Samuel Hungtington, 1990’lı yıllarda kaleme aldığı ‘Medeniyetler Çatışması’ isimli kitabında, ‘Soğuk Savaş’ döneminin sona ermesinin ardından ‘Hristiyan’ dünyası ile ‘İslam’ dünyasının karşı karşıya geleceğini öne sürmüştü.

Aradan çok fazla geçmeden meşhur ‘11 Eylül’ saldırısı gerçekleşti ve ABD, tehdit olarak algıladığı İslam dünyasına karşı topyekûn ‘Haçlı seferi’ ilan etti.

Afganistan’ı, ardından Irak’ı işgal etti.

Mısır’da, Libya’da, Tunus’ta, Yemen’de iç çatışmalar çıkartarak ‘kendi çıkarlarına hizmet edecek’ iş birlikçi yönetimlerin iş başına gelmesini sağladı.

Sonra Suriye’yi kapsama alanına aldı.

ABD, son zamanlarda gerçekleştirdiği çeşitli psikolojik operasyonlar ile Türkiye’nin sigortası olan TSK’yı etkisizleştirmeye çalıştı.

Bugün bir takım ‘ihanet haritaları’ ile aba altından sopa gösteren aynı ABD’nin yakın bir gelecekte ‘yeni bir provokasyon’ dalgası ile Türkiye’yi ‘hedef tahtasına’ oturtacağından hiç kimsenin şüphesi olmasın.

* * *

‘Böl, parçala, yönet’ projesinin ‘Türkiye ayağını’ devreye sokmaya hazırlandığı apaçık belli olan Sam Amca’nın nihai hedefi şu:

Önce Türkiye’yi hiç de ‘tarafı olmadığı’ bir bataklığın içerisine sürüklemek, ardından ‘tuzağa’ düşürüp muhtemel bir müdahale için ‘haklı gerekçeler’ sağlamak.

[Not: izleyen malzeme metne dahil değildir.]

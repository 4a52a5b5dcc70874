//! Narrow Proxmox Backup Server HTTP client (SPEC_FULL.md component 14).
//!
//! Covers exactly what the two backup-job activities and the power-on
//! reachability poll need: a liveness probe, triggering one named job, and
//! polling its task status to completion. The full PBS API surface is out
//! of scope.

use std::time::Duration;

use reqwest::Client;
use serde::Deserialize;

#[derive(Debug, Clone)]
pub struct PbsTarget {
    pub base_url: String,
    pub api_token: String,
    pub accept_invalid_certs: bool,
}

#[derive(Clone)]
pub struct PbsClient {
    http: Client,
}

#[derive(Debug, Deserialize)]
struct ApiEnvelope<T> {
    data: T,
}

#[derive(Debug, Deserialize)]
struct TaskStatus {
    status: String,
    #[serde(default)]
    exitstatus: Option<String>,
}

impl PbsClient {
    pub fn new() -> Self {
        Self {
            http: Client::builder()
                .danger_accept_invalid_certs(false)
                .build()
                .expect("reqwest client with default TLS config always builds"),
        }
    }

    fn client_for(&self, target: &PbsTarget) -> Result<Client, String> {
        if !target.accept_invalid_certs {
            return Ok(self.http.clone());
        }
        Client::builder()
            .danger_accept_invalid_certs(true)
            .build()
            .map_err(|e| format!("failed to build insecure PBS client: {e}"))
    }

    fn auth_header(target: &PbsTarget) -> String {
        format!("PBSAPIToken={}", target.api_token)
    }

    /// A short-timeout liveness probe used while polling for the host to
    /// finish booting.
    pub async fn is_reachable(&self, target: &PbsTarget) -> bool {
        let Ok(client) = self.client_for(target) else {
            return false;
        };
        let url = format!("{}/api2/json/version", target.base_url.trim_end_matches('/'));
        client
            .get(url)
            .header("Authorization", Self::auth_header(target))
            .timeout(Duration::from_secs(5))
            .send()
            .await
            .map(|resp| resp.status().is_success())
            .unwrap_or(false)
    }

    /// Triggers `job_kind`/`job_id` (e.g. a sync or verify job) and returns
    /// its task UPID.
    pub async fn trigger_job(&self, target: &PbsTarget, job_kind: &str, job_id: &str) -> Result<String, String> {
        let client = self.client_for(target)?;
        let url = format!(
            "{}/api2/json/admin/{job_kind}/{job_id}/run",
            target.base_url.trim_end_matches('/')
        );
        let response = client
            .post(url)
            .header("Authorization", Self::auth_header(target))
            .send()
            .await
            .map_err(|e| format!("failed to trigger PBS job {job_id}: {e}"))?;

        if !response.status().is_success() {
            return Err(format!(
                "PBS rejected job trigger for {job_id}: HTTP {}",
                response.status()
            ));
        }

        let envelope: ApiEnvelope<String> = response
            .json()
            .await
            .map_err(|e| format!("failed to parse PBS job-trigger response for {job_id}: {e}"))?;
        Ok(envelope.data)
    }

    /// Polls a task's status every `poll_interval` until it is no longer
    /// running, up to `timeout`. Returns an error if the task finished with
    /// a non-OK exit status or the timeout elapsed.
    pub async fn wait_for_task(
        &self,
        target: &PbsTarget,
        upid: &str,
        poll_interval: Duration,
        timeout: Duration,
    ) -> Result<(), String> {
        let client = self.client_for(target)?;
        let url = format!(
            "{}/api2/json/nodes/localhost/tasks/{}/status",
            target.base_url.trim_end_matches('/'),
            urlencoding_upid(upid)
        );

        let deadline = tokio::time::Instant::now() + timeout;
        loop {
            let response = client
                .get(&url)
                .header("Authorization", Self::auth_header(target))
                .send()
                .await
                .map_err(|e| format!("failed to poll task {upid}: {e}"))?;
            let envelope: ApiEnvelope<TaskStatus> = response
                .json()
                .await
                .map_err(|e| format!("failed to parse task status for {upid}: {e}"))?;

            if envelope.data.status != "running" {
                return match envelope.data.exitstatus.as_deref() {
                    Some("OK") | None => Ok(()),
                    Some(other) => Err(format!("task {upid} finished with status: {other}")),
                };
            }

            if tokio::time::Instant::now() >= deadline {
                return Err(format!("timed out waiting for task {upid} to finish"));
            }
            tokio::time::sleep(poll_interval).await;
        }
    }
}

impl Default for PbsClient {
    fn default() -> Self {
        Self::new()
    }
}

fn urlencoding_upid(upid: &str) -> String {
    upid.replace(':', "%3A")
}

#[cfg(test)]
mod tests {
    use super::*;

    #[test]
    fn upid_colons_are_percent_encoded() {
        assert_eq!(urlencoding_upid("UPID:host:1234:abcd"), "UPID%3Ahost%3A1234%3Aabcd");
    }

    #[test]
    fn auth_header_wraps_token() {
        let target = PbsTarget {
            base_url: "https://pbs.lan:8007".to_string(),
            api_token: "user@pbs!token=secret".to_string(),
            accept_invalid_certs: false,
        };
        assert_eq!(PbsClient::auth_header(&target), "PBSAPIToken=user@pbs!token=secret");
    }
}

Bir zamanlar Türkiye’yi ‘bölgesinde lider’ bir ülke haline getirdiklerini zanneden ve ‘stratejik ortaklarının’ pohpohlaması ile “Cuma namazını Şam’daki Emevi Camii’nde kılma” hayaline kapılan teslimiyet iktidarının elebaşları, daha sonra uluslararası anlaşmalar ile ‘Türk toprağı’ olarak kabul edilen Süleyman Şah Türbesi’ni kendi elleri ile havaya uçurarak gerisin geri kaçmak zorunda kalmışlardı.

Şimdi, giderayak ‘kendi elleri’ ile temelini attıkları bir fiili oluşumu bahane ederek Türk Silahlı Kuvvetleri’ni sonucu belirsiz bir ‘savaşa’ zorluyorlar.

Peki, bu işin yarın bir gün ‘Fırat’ın kuzeyine’ kaçmak ile son bulmayacağını kim garanti edebilir?

* * *

Türkiye, bir an önce ‘kendi ölüm fermanını’ hazırlamakta olan ‘ABD/AB/İsrail’ eksenindeki ‘iş birlikçi’ ve ‘teslimiyetçi’ politikalara tekmeyi basarak, geleceğini ‘tam bağımsızlık’ ekseni üzerinde yeniden kurgulamak zorundadır.

Aksi takdirde, yakın bir gelecekte ‘tek bir kurşun’ dahi atılmadan, ‘bilim-kurgu’ benzeri bir operasyon ile parçalanması kaçınılmazdır.